Aw, figs. I can see Lent from here.


Last night I was coaching the folks who lead our home Bible study groups. We were in Mark 11, reading about the fig tree that Jesus cursed for not providing any fruit. Verse 13 is painful and provocative: Seeing in the distance a fig tree in leaf, he went to see whether perhaps he would find anything on it. When he came to it, he found nothing but leaves, for it was not the season for figs. Not the season? Seems so unfair. But the Lord expects us to be about his desired work, "in season and out" (II Timothy 4:2).

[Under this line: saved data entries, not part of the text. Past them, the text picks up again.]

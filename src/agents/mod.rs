//! Bundled hunter agents
//!
//! - `greedy`: no inference, chases the field average
//! - `tracker`: particle filter per target

pub mod greedy;
pub mod tracker;

use std::sync::Arc;

use crate::core::config::GameConfig;
use crate::core::error::{HuntError, Result};
use crate::game::agent::HunterAgent;
use crate::maze::Maze;

pub use greedy::GreedyAgent;
pub use tracker::TrackingAgent;

/// Names accepted by `build`
pub const AGENT_NAMES: [&str; 2] = ["greedy", "tracker"];

/// Construct an agent by name
pub fn build(name: &str, maze: &Arc<Maze>, config: &GameConfig) -> Result<Box<dyn HunterAgent>> {
    match name.to_ascii_lowercase().as_str() {
        "greedy" => Ok(Box::new(GreedyAgent::new(Arc::clone(maze)))),
        "tracker" | "tracking" => Ok(Box::new(TrackingAgent::new(Arc::clone(maze), config)?)),
        _ => Err(HuntError::UnknownAgent(name.to_string())),
    }
}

Later, my mind wandered (or maybe the Spirit moved me) to another "fig tree" passage, in Luke 13:6-9,

Then he told this parable: "A man had a fig tree, planted in his vineyard, and he went to look for fruit on it, but did not find any. So he said to the man who took care of the vineyard, 'For three years now I've been coming to look for fruit on this fig tree and haven't found any. Cut it down! Why should it use up the soil?'

" 'Sir,' the man replied, 'leave it alone for one more year, and I'll dig around it and fertilize it. If it bears fruit next year, fine! If not, then cut it down.' "
With some church calendars placing Lent in sight this coming Sunday*, my Lenten discipline is coming into harsh focus:
  1. How am I "fruitless"? What is God seeking from my life that I am holding back?
  2. What is Christ giving me that I am meant to retain? How is he "digging around me" so that I can hold "living water", and how am I letting it seep away?
  3. How is he "fertilizing" me? What crap is he throwing at me that is actually meant to nurture and transform me, and how am I resisting his effort?
These are not light questions. There are "seasons" to produce fruit, and as the parable says, there is a time to cut down a fruitless tree. I am thankful for the patient work of Christ, prolonging the season for me to become what God desires.

*The three Sundays before Ash Wednesday: Septuagesima, Sexagesima, Quinquagesima.